**What you need to do:** Could you copy, exactly as written, every line from the first line of the records through the one containing "regex syntax markup"?

(Stored items)
//! Built-in token and stream filters.
//!
//! Every grammar created with [`GrammarBuilder::new`](crate::GrammarBuilder::new) gets these, in this
//! order, each under the name shown:
//!
//! | name             | kind        | effect                                      |
//! |------------------|-------------|---------------------------------------------|
//! | `map-ident`      | `IDENT`     | identifier classifier lookup                |
//! | `comment-note`   | `COMMENT`   | `TODO`, `FIXME`, ... wrapped in `COMMENT_NOTE` |
//! | `comment-to-doc` | `COMMENT`   | `/**`, `///`, `//!` become `DOCCOMMENT`     |
//! | `string-escape`  | `STRING`    | backslash escapes wrapped in `ESC`          |
//! | `char-escape`    | `CHARACTER` | same, for character literals                |
//! | `pcre`           | `REGEX`     | regex syntax markup                         |
//! | `user-defs`      | `IDENT`     | names the scanner recorded as user-defined  |
//! | `constant`       | `IDENT`     | `ALL_CAPS` names become `CONSTANT`          |
//! | `clean-ident`    | `IDENT`     | anything still `IDENT` is left untagged     |
//!
//! Stream filters: `rule-map` (display-kind remap) then `oo-syntax`
//! (identifiers after `.`, `->` or `::` become `OO`).
//!
//! Filters that inject markup escape the token first, so a later filter
//! never escapes injected tags a second time.

use std::sync::Arc;

use lumen_scan_core::markup::{escape_token, tag_matches};
use lumen_scan_core::{IdentifierMap, Kind, Pattern, PatternError, Token};
use rustc_hash::FxHashMap;

use crate::GrammarBuilder;

/// Read-only scanner state visible to filters.
#[derive(Clone, Copy, Debug)]
pub struct FilterContext<'a> {
    pub idents: &'a IdentifierMap,
    pub user_defs: &'a FxHashMap<String, Kind>,
    pub rule_map: &'a FxHashMap<Kind, Option<Kind>>,
}

/// Patterns used by the built-in filters, compiled once per grammar.
struct Builtins {
    note: Pattern,
    doc_line: Pattern,
    doc_brace: Pattern,
    escape: Pattern,
}

impl Builtins {
    fn compile() -> Result<Self, PatternError> {
        Ok(Builtins {
            note: Pattern::new(r"\b(?:NOTE|XXX|FIXME|TODO|HACK|BUG):?")?,
            doc_line: Pattern::new(r"(?m)^([/*#!\s]*)([@\\])(\S*)([ \t][^\n]*)?$")?,
            doc_brace: Pattern::new(r"\{[^}]*\}")?,
            escape: Pattern::new(
                r"(?i)\\(?:u[a-f0-9]{4,8}|[0-7]{1,3}|x[a-f0-9]{2}|&(?:lt|gt|amp);|.)",
            )?,
        })
    }
}

/// Install the default filter chain on `builder`.
pub(crate) fn install_defaults(builder: &mut GrammarBuilder) -> Result<(), PatternError> {
    let b = Arc::new(Builtins::compile()?);

    builder.add_filter(Some("map-ident"), Kind::IDENT, map_ident);
    let note = Arc::clone(&b);
    builder.add_filter(Some("comment-note"), Kind::COMMENT, move |t, _| {
        comment_note(&note, t)
    });
    let doc = Arc::clone(&b);
    builder.add_filter(Some("comment-to-doc"), Kind::COMMENT, move |t, _| {
        doc_comment(&doc, t)
    });
    let esc = Arc::clone(&b);
    builder.add_filter(Some("string-escape"), Kind::STRING, move |t, _| {
        string_escapes(&esc.escape, t)
    });
    let esc = Arc::clone(&b);
    builder.add_filter(Some("char-escape"), Kind::CHARACTER, move |t, _| {
        string_escapes(&esc.escape, t)
    });
    builder.add_filter(Some("pcre"), Kind::REGEX, move |t, _| {
        regex_syntax(&b.escape, t)
    });
    builder.add_filter(Some("user-defs"), Kind::IDENT, user_defs);
    builder.add_filter(Some("constant"), Kind::IDENT, upper_to_constant);
    builder.add_filter(Some("clean-ident"), Kind::IDENT, clean_ident);

    builder.add_stream_filter(Some("rule-map"), rule_map);
    builder.add_stream_filter(Some("oo-syntax"), oo_syntax);
    Ok(())
}

// === Identifier Filters ===

/// Classify an `IDENT` through the grammar's identifier map.
pub fn map_ident(mut token: Token, ctx: &FilterContext<'_>) -> Token {
    if token.is(Kind::IDENT) && !token.escaped {
        token.kind = Some(ctx.idents.classify(&token.text));
    }
    token
}

/// Apply kinds recorded for user-defined names (`function foo`, `class Bar`).
pub fn user_defs(mut token: Token, ctx: &FilterContext<'_>) -> Token {
    if let Some(kind) = ctx.user_defs.get(token.text.as_str()) {
        token.kind = Some(*kind);
    }
    token
}

/// `IDENT`s in `ALL_CAPS` (four or more chars) become `CONSTANT`.
pub fn upper_to_constant(mut token: Token, _: &FilterContext<'_>) -> Token {
    if token.is(Kind::IDENT) && is_constant_name(&token.text) {
        token.kind = Some(Kind::CONSTANT);
    }
    token
}

fn is_constant_name(text: &str) -> bool {
    let bytes = text.as_bytes();
    bytes.len() >= 4
        && matches!(bytes[0], b'A'..=b'Z' | b'_')
        && bytes[1..]
            .iter()
            .all(|b| matches!(b, b'A'..=b'Z' | b'_' | b'0'..=b'9'))
        && bytes.iter().any(u8::is_ascii_uppercase)
}

/// Leftover `IDENT`s are rendered untagged.
pub fn clean_ident(mut token: Token, _: &FilterContext<'_>) -> Token {
    if token.is(Kind::IDENT) {
        token.kind = None;
    }
    token
}

// === Comment Filters ===

fn comment_note(b: &Builtins, token: Token) -> Token {
    if !b.note.is_match(&token.text) {
        return token;
    }
    let mut token = escape_token(token);
    token.text = tag_matches(&b.note, &token.text, Kind::COMMENT_NOTE);
    token
}

/// Doc comments open with a repeated comment char (or `!`) that is not
/// repeated again: `/**`, `///`, `//!`, `##` followed by text. Banner lines
/// like `/*****` stay plain comments.
fn is_doc_comment(text: &str) -> bool {
    let s = text.as_bytes();
    s.len() > 3 && (s[2] == s[1] || s[2] == b'!') && s[3] != s[2]
}

fn doc_comment(b: &Builtins, token: Token) -> Token {
    if !is_doc_comment(&token.text) {
        return token;
    }
    let mut token = escape_token(token);
    token.kind = Some(Kind::DOCCOMMENT);
    token.text = b.doc_line.replace_all_with(&token.text, |caps| {
        let lead = caps.get(1).map_or("", |m| m.as_str());
        let tag_char = caps.get(2).map_or("", |m| m.as_str());
        let tag = caps.get(3).map_or("", |m| m.as_str());
        let line = caps.get(4).map_or("", |m| m.as_str());
        doc_tag_line(b, lead, tag_char, tag, line)
    });
    token
}

/// Number of argument words a doxygen/javadoc command takes.
fn doc_tag_arity(tag: &str) -> usize {
    match tag.to_ascii_lowercase().as_str() {
        "addtogroup" | "category" | "class" | "def" | "defgroup" | "dir" | "enum"
        | "example" | "extends" | "file" | "headerfile" | "implements" | "ingroup"
        | "interface" | "namespace" | "memberof" | "package" | "page" | "relates"
        | "relatesalso" | "weakgroup" | "cond" | "elseif" | "exception" | "if" | "ifnot"
        | "par" | "param" | "tparam" | "retval" | "throw" | "throws" | "xrefitem" | "see"
        | "since" => 1,
        _ => 0,
    }
}

fn doc_tag_line(b: &Builtins, lead: &str, tag_char: &str, tag: &str, line: &str) -> String {
    let head = format!("{lead}<DOCTAG>{tag_char}{tag}</DOCTAG>");
    if line.trim_start().starts_with('{') {
        return head + &tag_matches(&b.doc_brace, line, Kind::DOCPROPERTY);
    }
    let arity = doc_tag_arity(tag);
    if arity == 0 {
        return head + line;
    }
    // Span of the leading whitespace plus `arity` words.
    let mut end = 0;
    let mut words = 0;
    let mut in_word = false;
    for (i, c) in line.char_indices() {
        if c.is_whitespace() {
            if in_word {
                words += 1;
                in_word = false;
                if words == arity {
                    end = i;
                    break;
                }
            }
        } else {
            in_word = true;
        }
        end = i + c.len_utf8();
    }
    let (args, rest) = line.split_at(end);
    format!("{head}<DOCPROPERTY>{args}</DOCPROPERTY>{rest}")
}

// === String Filters ===

fn string_escapes(escape: &Pattern, token: Token) -> Token {
    if !token.text.contains('\\') {
        return token;
    }
    let mut token = escape_token(token);
    token.text = tag_matches(escape, &token.text, Kind::ESC);
    token
}

/// Regex literal markup: escapes, operators, groups, classes, repeat
/// counts, trailing flags and `x`-mode comments.
fn regex_syntax(escape: &Pattern, token: Token) -> Token {
    let mut token = string_escapes(escape, escape_token(token));
    token.text = mark_regex(&token.text);
    token
}

fn wrap(out: &mut String, kind: &str, text: &str) {
    out.push('<');
    out.push_str(kind);
    out.push('>');
    out.push_str(text);
    out.push_str("</");
    out.push_str(kind);
    out.push('>');
}

/// Length of a `{n}`, `{n,}`, `{n,m}` or `{,m}` repeat marker at the start
/// of `s`, if there is one.
fn repeat_marker_len(s: &str) -> Option<usize> {
    let close = s.find('}')?;
    let inner = &s[1..close];
    let (lo, hi) = match inner.split_once(',') {
        Some((lo, hi)) => (lo, Some(hi)),
        None => (inner, None),
    };
    let digits = |t: &str| t.bytes().all(|b| b.is_ascii_digit());
    let ok = match hi {
        None => !lo.is_empty() && digits(lo),
        Some(hi) => digits(lo) && digits(hi) && !(lo.is_empty() && hi.is_empty()),
    };
    ok.then_some(close + 1)
}

/// Mark up escaped regex text. Existing tags (from the escape pass) and
/// entities are copied through untouched.
fn mark_regex(text: &str) -> String {
    // Trailing flags: an alphabetic run right after a non-alphanumeric,
    // non-space char, e.g. the `gi` in `/x/gi`.
    let body_end = text.trim_end_matches(|c: char| c.is_ascii_alphabetic()).len();
    let delimiter = text.chars().next();
    let has_flags = body_end > 1
        && body_end < text.len()
        && text[..body_end].chars().next_back() == delimiter
        && delimiter.is_some_and(|c| !c.is_alphanumeric() && !c.is_whitespace() && c != '&');
    let (body, flags) = if has_flags {
        text.split_at(body_end)
    } else {
        (text, "")
    };
    let extended = flags.contains('x');

    let mut out = String::with_capacity(text.len() * 2);
    let mut prev = '\0';
    let mut i = 0;
    while i < body.len() {
        let rest = &body[i..];
        let Some(c) = rest.chars().next() else { break };
        match c {
            '<' => {
                // Existing tag: copy through its closing counterpart.
                let len = rest
                    .find("</")
                    .and_then(|close| rest[close..].find('>').map(|e| close + e + 1))
                    .unwrap_or(rest.len());
                out.push_str(&rest[..len]);
                i += len;
                prev = '\\';
                continue;
            }
            '&' => {
                let len = rest.find(';').map_or(1, |e| e + 1);
                out.push_str(&rest[..len]);
                i += len;
                prev = '&';
                continue;
            }
            '*' | '+' | '.' | '|' => wrap(&mut out, "REGEX_OPERATOR", &rest[..1]),
            '?' if prev == '(' => {
                let sub = if rest[1..].starts_with("&lt;=") || rest[1..].starts_with("&lt;!") {
                    6
                } else if rest[1..].starts_with(|n: char| n.is_ascii_alphabetic() || ":!|=".contains(n)) {
                    2
                } else {
                    1
                };
                wrap(&mut out, "REGEX_SUBPATTERN", &rest[..sub]);
                i += sub;
                prev = '?';
                continue;
            }
            '?' => wrap(&mut out, "REGEX_OPERATOR", "?"),
            '(' | ')' => wrap(&mut out, "REGEX_SUBPATTERN_MARKER", &rest[..1]),
            '[' | ']' => wrap(&mut out, "REGEX_CLASS_MARKER", &rest[..1]),
            '{' => {
                if let Some(len) = repeat_marker_len(rest) {
                    wrap(&mut out, "REGEX_REPEAT_MARKER", &rest[..len]);
                    i += len;
                    prev = '}';
                    continue;
                }
                out.push(c);
            }
            '#' if extended => {
                let len = rest.find('\n').unwrap_or(rest.len());
                wrap(&mut out, "COMMENT", &rest[..len]);
                i += len;
                prev = '#';
                continue;
            }
            _ => out.push(c),
        }
        prev = c;
        i += c.len_utf8();
    }
    if !flags.is_empty() {
        wrap(&mut out, "KEYWORD", flags);
    }
    out
}

// === Stream Filters ===

/// Apply the grammar's rule-tag remap to every token.
pub fn rule_map(mut tokens: Vec<Token>, ctx: &FilterContext<'_>) -> Vec<Token> {
    if ctx.rule_map.is_empty() {
        return tokens;
    }
    for t in &mut tokens {
        if let Some(kind) = t.kind {
            if let Some(mapped) = ctx.rule_map.get(&kind) {
                t.kind = *mapped;
            }
        }
    }
    tokens
}

/// Identifiers directly after a member-access operator become `OO`.
pub fn oo_syntax(mut tokens: Vec<Token>, _: &FilterContext<'_>) -> Vec<Token> {
    for i in 1..tokens.len() {
        let after_access = {
            let prev = &tokens[i - 1];
            prev.is(Kind::OPERATOR)
                && (prev.text.ends_with('.')
                    || prev.text.ends_with("->")
                    || prev.text.ends_with("::"))
        };
        if after_access && tokens[i].is(Kind::IDENT) {
            tokens[i].kind = Some(Kind::OO);
        }
    }
    tokens
}

#[cfg(test)]
mod tests;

**Answer space:**
//! Built-in token and stream filters.
//!
//! Every grammar created with [`GrammarBuilder::new`](crate::GrammarBuilder::new) gets these, in this
//! order, each under the name shown:
//!
//! | name             | kind        | effect                                      |
//! |------------------|-------------|---------------------------------------------|
//! | `map-ident`      | `IDENT`     | identifier classifier lookup                |
//! | `comment-note`   | `COMMENT`   | `TODO`, `FIXME`, ... wrapped in `COMMENT_NOTE` |
//! | `comment-to-doc` | `COMMENT`   | `/**`, `///`, `//!` become `DOCCOMMENT`     |
//! | `string-escape`  | `STRING`    | backslash escapes wrapped in `ESC`          |
//! | `char-escape`    | `CHARACTER` | same, for character literals                |
//! | `pcre`           | `REGEX`     | regex syntax markup                         |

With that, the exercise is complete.